____ Records supplied

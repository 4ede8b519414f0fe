pub mod footer;
pub mod header;
pub mod modals;
pub mod welcome;
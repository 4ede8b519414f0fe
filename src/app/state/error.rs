use chrono::{DateTime, Local};
use std::time::Duration;

pub const STATUS_TTL: Duration = Duration::from_secs(4);

#[derive(Debug, Clone, Copy, PartialEq, Eq, PartialOrd, Ord)]
pub enum StatusSeverity {
    Info,
    Warning,
    Error,
}

#[derive(Debug, Clone, PartialEq)]
pub struct StatusState {
    pub message: String,
    pub timestamp: DateTime<Local>,
    pub severity: StatusSeverity,
}

impl StatusState {
    pub fn new(message: impl Into<String>, severity: StatusSeverity) -> Self {
        Self {
            message: message.into(),
            timestamp: Local::now(),
            severity,
        }
    }
}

________

• [Task requirements]:
Please retype all of the records, keeping each line exactly as it is.

• [Task result]:
repository 4ede8b519414f0fe
pub mod footer;
pub mod header;
pub mod modals;
pub mod welcome;
repository 4ede8b519414f0fe
filename src/app/state/error.rs
use chrono::{DateTime, Local};
use std::time::Duration;

pub const STATUS_TTL: Duration = Duration::from_secs(4);

#[derive(Debug, Clone, Copy, PartialEq, Eq, PartialOrd, Ord)]
pub enum StatusSeverity {
    Info,
    Warning,
    Error,
}

#[derive(Debug, Clone, PartialEq)]
pub struct StatusState {
    pub message: String,
    pub timestamp: DateTime<Local>,
    pub severity: StatusSeverity,
}

impl StatusState {
    pub fn new(message: impl Into<String>, severity: StatusSeverity) -> Self {
        Self {
            message: message.into(),
            timestamp: Local::now(),
            severity,
        }
    }
}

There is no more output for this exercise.